In which lines of the data does the string "WorldData" appear? Copy every one.

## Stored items

────────────────

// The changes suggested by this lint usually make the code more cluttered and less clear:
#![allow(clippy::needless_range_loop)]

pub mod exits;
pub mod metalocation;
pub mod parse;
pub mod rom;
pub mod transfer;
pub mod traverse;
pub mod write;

────────────────

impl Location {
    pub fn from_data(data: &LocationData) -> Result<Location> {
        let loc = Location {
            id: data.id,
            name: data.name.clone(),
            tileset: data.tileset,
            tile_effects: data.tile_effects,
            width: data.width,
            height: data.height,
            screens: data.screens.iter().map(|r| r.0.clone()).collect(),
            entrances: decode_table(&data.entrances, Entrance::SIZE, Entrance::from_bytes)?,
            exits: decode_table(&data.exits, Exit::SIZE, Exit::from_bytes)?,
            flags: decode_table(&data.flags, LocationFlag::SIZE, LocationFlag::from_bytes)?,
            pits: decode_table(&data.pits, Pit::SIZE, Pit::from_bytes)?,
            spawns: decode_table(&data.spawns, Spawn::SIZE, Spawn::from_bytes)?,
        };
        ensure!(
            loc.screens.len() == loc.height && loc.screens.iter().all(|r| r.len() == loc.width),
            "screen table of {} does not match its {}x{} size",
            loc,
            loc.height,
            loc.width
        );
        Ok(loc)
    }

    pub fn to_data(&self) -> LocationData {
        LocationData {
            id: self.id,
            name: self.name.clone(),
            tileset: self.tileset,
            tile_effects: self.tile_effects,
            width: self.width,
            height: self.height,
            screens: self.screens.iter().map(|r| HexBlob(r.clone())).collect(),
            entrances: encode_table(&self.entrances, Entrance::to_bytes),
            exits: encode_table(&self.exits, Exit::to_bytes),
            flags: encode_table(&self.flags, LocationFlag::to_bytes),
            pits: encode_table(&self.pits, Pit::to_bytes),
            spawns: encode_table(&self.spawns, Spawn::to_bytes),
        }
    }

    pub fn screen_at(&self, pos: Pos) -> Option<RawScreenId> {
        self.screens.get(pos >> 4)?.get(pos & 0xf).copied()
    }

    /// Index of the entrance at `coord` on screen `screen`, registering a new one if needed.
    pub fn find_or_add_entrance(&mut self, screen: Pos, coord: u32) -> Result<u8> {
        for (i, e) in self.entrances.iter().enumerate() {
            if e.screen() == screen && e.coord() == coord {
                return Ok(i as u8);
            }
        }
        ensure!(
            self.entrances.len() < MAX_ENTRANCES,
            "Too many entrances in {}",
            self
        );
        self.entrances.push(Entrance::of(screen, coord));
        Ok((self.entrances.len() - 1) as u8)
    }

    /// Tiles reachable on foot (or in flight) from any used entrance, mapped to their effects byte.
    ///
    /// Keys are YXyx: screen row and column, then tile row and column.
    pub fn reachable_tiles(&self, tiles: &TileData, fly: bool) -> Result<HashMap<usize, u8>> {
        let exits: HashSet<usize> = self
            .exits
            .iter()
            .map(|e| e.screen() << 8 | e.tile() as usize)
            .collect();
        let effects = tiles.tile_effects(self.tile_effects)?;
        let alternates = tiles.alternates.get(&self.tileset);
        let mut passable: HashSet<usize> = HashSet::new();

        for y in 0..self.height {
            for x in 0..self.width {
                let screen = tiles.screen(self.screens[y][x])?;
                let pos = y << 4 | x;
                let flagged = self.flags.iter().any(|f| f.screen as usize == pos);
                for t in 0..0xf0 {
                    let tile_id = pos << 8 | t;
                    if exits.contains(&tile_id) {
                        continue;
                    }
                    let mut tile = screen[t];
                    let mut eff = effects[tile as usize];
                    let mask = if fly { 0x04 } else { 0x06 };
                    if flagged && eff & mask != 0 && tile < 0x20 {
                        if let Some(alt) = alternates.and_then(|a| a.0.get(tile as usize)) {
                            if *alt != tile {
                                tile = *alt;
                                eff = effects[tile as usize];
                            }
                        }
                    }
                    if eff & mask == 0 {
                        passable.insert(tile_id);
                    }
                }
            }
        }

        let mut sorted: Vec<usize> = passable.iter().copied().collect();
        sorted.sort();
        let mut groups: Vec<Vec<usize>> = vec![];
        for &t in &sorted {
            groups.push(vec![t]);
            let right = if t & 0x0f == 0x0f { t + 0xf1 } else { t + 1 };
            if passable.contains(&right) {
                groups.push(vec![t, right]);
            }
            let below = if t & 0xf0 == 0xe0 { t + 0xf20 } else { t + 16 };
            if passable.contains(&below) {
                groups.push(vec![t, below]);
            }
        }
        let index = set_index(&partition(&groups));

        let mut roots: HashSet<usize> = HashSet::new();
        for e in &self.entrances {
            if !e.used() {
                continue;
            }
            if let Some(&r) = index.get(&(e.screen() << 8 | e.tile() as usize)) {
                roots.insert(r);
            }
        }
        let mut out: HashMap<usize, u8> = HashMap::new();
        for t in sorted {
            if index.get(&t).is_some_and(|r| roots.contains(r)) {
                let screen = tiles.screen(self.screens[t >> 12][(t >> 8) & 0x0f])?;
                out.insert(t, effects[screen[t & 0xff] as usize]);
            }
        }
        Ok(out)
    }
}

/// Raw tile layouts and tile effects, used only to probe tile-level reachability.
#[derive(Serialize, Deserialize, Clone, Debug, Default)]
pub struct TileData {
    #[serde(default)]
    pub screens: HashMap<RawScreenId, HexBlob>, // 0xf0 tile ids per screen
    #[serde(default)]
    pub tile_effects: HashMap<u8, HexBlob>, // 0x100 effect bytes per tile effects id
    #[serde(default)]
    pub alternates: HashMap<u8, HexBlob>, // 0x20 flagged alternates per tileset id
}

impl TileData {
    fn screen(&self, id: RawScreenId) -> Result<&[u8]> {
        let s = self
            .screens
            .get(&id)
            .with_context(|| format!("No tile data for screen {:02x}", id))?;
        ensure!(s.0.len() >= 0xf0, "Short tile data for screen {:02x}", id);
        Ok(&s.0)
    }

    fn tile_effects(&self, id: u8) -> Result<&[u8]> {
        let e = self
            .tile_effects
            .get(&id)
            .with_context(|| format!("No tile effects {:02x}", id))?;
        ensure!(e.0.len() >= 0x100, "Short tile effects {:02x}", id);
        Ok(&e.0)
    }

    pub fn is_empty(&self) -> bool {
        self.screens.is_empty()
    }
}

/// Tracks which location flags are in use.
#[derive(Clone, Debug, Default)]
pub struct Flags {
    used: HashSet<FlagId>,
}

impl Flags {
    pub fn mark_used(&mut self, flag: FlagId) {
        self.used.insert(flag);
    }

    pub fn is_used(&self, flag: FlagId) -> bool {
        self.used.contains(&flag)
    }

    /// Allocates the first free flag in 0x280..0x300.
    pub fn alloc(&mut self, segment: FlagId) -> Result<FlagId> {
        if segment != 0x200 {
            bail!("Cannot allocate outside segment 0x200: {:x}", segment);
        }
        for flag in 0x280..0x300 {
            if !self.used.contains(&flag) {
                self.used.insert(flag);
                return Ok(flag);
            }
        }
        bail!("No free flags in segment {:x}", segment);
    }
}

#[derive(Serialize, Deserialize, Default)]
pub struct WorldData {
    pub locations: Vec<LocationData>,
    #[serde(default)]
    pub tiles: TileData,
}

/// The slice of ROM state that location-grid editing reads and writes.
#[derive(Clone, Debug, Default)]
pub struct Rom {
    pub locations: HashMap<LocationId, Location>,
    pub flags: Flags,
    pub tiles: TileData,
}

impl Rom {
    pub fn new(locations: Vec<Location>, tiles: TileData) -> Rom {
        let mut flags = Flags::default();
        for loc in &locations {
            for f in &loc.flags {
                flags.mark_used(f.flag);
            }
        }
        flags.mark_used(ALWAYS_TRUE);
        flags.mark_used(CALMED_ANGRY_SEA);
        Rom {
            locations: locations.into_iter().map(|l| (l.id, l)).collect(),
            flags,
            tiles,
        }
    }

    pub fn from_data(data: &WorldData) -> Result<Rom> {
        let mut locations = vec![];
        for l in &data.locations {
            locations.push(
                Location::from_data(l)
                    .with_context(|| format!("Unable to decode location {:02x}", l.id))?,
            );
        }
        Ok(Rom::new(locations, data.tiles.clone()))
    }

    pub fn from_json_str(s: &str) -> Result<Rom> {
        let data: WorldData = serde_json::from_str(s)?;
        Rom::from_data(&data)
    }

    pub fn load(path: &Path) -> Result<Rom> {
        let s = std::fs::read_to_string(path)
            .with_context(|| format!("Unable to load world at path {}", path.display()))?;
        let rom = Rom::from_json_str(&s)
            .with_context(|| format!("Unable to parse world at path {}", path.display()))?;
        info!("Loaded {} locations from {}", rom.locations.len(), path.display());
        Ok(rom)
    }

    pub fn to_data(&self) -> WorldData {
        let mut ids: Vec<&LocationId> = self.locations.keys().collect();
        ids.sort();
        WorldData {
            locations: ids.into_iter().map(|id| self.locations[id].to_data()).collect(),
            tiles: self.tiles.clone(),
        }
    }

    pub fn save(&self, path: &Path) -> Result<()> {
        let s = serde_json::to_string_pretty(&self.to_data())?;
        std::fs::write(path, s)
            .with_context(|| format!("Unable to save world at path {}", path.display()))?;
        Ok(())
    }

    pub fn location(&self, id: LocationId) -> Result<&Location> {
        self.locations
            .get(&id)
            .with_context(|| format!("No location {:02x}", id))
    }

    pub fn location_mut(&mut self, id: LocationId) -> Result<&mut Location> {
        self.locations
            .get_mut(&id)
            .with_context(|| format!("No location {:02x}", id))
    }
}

────────────────

## Result of the task
pub struct WorldData {
    pub fn from_data(data: &WorldData) -> Result<Rom> {
        let data: WorldData = serde_json::from_str(s)?;
    pub fn to_data(&self) -> WorldData {
        WorldData {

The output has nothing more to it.